No mas cerveza? So it would seem, as this cheeky disabled parking stencil outside the Mi Jalisco restaurant in Midlothian, Virginia illustrates. The hand-painted graphic raised a few patrons’ eyebrows enough to be the subject of a WTVR CBS 6 News report on September 30th of 2014. When asked about the sign, the Mexican restaurant’s current owner explained the stencil was painted by the store’s previous owner. Wonder where that guy is now…
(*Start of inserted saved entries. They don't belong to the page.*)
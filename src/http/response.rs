//! The response value returned by handlers.
//!
//! Provides a fluent builder API for constructing an [`OutgoingResponse`].
//! Serialization onto the connection is the adapter's job; a response here is
//! just status, headers, and an optional [`ChunkSource`].

use std::fmt;

use bytes::Bytes;
use serde::Serialize;

use super::{ChunkSource, Headers, StatusCode, body};

/// An HTTP response produced by the handler capability.
///
/// # Examples
///
/// ```
/// use ingress::http::{OutgoingResponse, StatusCode};
///
/// let response = OutgoingResponse::new(StatusCode::Ok)
///     .header("Content-Type", "application/json")
///     .body(r#"{"status":"ok"}"#);
///
/// assert_eq!(response.status(), 200);
/// assert_eq!(response.headers().get("content-length"), Some("15"));
/// assert_eq!(response.reason_phrase(), "OK");
/// ```
pub struct OutgoingResponse {
    status: u16,
    status_text: Option<String>,
    headers: Headers,
    body: Option<ChunkSource>,
}

impl OutgoingResponse {
    /// Creates a new response with the given status and no body.
    pub fn new(status: impl Into<u16>) -> Self {
        Self {
            status: status.into(),
            status_text: None,
            headers: Headers::new(),
            body: None,
        }
    }

    /// A `text/plain` response whose body is the canonical reason phrase.
    ///
    /// This is the shape of every response the adapter produces on its own
    /// behalf (`500 Internal Server Error`, `400 Bad Request`, ...).
    pub fn plain(status: StatusCode) -> Self {
        Self::new(status)
            .header("Content-Type", "text/plain")
            .body(status.canonical_reason())
    }

    /// Overrides the reason phrase written on the status line.
    #[must_use]
    pub fn status_text(mut self, text: impl Into<String>) -> Self {
        self.status_text = Some(text.into());
        self
    }

    /// Appends a response header. Multiple calls with the same name are additive.
    #[must_use]
    pub fn header(mut self, name: impl Into<String>, value: impl Into<String>) -> Self {
        self.headers.insert(name, value);
        self
    }

    /// Appends a header in-place.
    pub fn add_header(&mut self, name: impl Into<String>, value: impl Into<String>) {
        self.headers.insert(name, value);
    }

    /// Sets a fully-buffered body and its `Content-Length`.
    #[must_use]
    pub fn body(mut self, data: impl Into<Bytes>) -> Self {
        let data: Bytes = data.into();
        self.headers.set("Content-Length", data.len().to_string());
        self.body = Some(body::once(data));
        self
    }

    /// Serializes `value` as a JSON body.
    ///
    /// # Errors
    ///
    /// Returns the serializer error if `value` cannot be represented as JSON.
    pub fn json<T: Serialize>(self, value: &T) -> Result<Self, serde_json::Error> {
        let data = serde_json::to_vec(value)?;
        Ok(self.header("Content-Type", "application/json").body(data))
    }

    /// Sets a streaming body. Without a `Content-Length` header the adapter
    /// frames it with chunked transfer encoding.
    #[must_use]
    pub fn stream(mut self, source: ChunkSource) -> Self {
        self.body = Some(source);
        self
    }

    /// Returns the numeric status code.
    pub fn status(&self) -> u16 {
        self.status
    }

    /// Returns the phrase for the status line: the explicit status text if set,
    /// else the canonical reason for known codes, else an empty string.
    pub fn reason_phrase(&self) -> &str {
        match &self.status_text {
            Some(text) => text.as_str(),
            None => StatusCode::from_u16(self.status)
                .map(StatusCode::canonical_reason)
                .unwrap_or(""),
        }
    }

    /// Returns the response headers.
    pub fn headers(&self) -> &Headers {
        &self.headers
    }

    /// Mutable access to the headers.
    pub fn headers_mut(&mut self) -> &mut Headers {
        &mut self.headers
    }

    /// Returns `true` if a body source is attached.
    pub fn has_body(&self) -> bool {
        self.body.is_some()
    }

    /// Takes the body source out, leaving the response bodiless.
    pub fn take_body(&mut self) -> Option<ChunkSource> {
        self.body.take()
    }
}

impl fmt::Debug for OutgoingResponse {
    fn fmt(&self, f: &mut fmt::Formatter<'_>) -> fmt::Result {
        f.debug_struct("OutgoingResponse")
            .field("status", &self.status)
            .field("status_text", &self.status_text)
            .field("headers", &self.headers)
            .field("body", &self.body.as_ref().map(|_| "<chunk source>"))
            .finish()
    }
}

impl Default for OutgoingResponse {
    fn default() -> Self {
        Self::new(StatusCode::Ok)
    }
}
We can’t say for certain if there’s any connection but there is (or was 10 years ago) a very similar stencil outside the Guadalajara restaurant in northern Charlottesville, Virginia. Flickr user A B (abyler) dated her image to late December of 2006 so determining who came first is kind of a pollo y huevo question.

Handily Capped

This odd “helmeted” wheelchair stencil looks like something recycled from the 2008 Beijing Paralympic Games, not that there’s anything wrong with that… is there? Flickr user kickibeijing captured the curious graphic in their Beijing apartment’s basement parking lot on April 24th of 2010. At least someone’s making an effort to modernize the familiar minimalist graphic icon and give it some badly-needed personality.

Sorry About That, Chief

These handicapped parking stencils can be found at The Custer Battlefield Trading Post parking lot near the historic Little Bighorn Battlefield in Crow Agency, Montana. Flickr users Kevin (Kooimanstra) and Scott Burgan (WY Man) snapped these questionably-enhanced stencils on August 5th of 2006 and June 29th of 2007, respectively. Hmm, wonder if the lot has other spaces with the icon wearing a 7th Cavalryman’s hat… no need to add any hair.

No Basket Cases

Scope is an Australian non-profit dedicated to providing a range of services for the disabled. As featured at the Love That Max blog, one of Scope’s initiatives involved minimally modifying for-the-handicapped signage to reflect the fact that disabled people are not defined by their disability. Besides the basketball-shooter above, other signs depict the icon playing tennis, playing the saxophone, and working a computer keyboard.

Take It Or Leave It

These three images of signage from French parking lots address the ongoing unfortunate issue of able-bodied drivers using parking spaces reserved for the physically challenged. The English translation is “You take my space then take my handicap too.”

Put that way, inconsiderate parkers might think twice about where they park. Images courtesy of Flickr users Kevin Wells (hokiekev99), Emiliano (loungerie) and boulanger.IE snapped the photos above in June of 2005, August of 2008 and July of 2005 respectively.

A Place In The Sun

Flickr user Nicholas Nova snapped the above elaborate stencil in Saint-Jean-de-Luz, a pretty seaside town in southwestern France’s Basque region. The sun-baked stencil appears to depict either a wheelchair shaded by an umbrella or a disabled person being abducted by a UFO. In space, no one can hear your wheels squeak.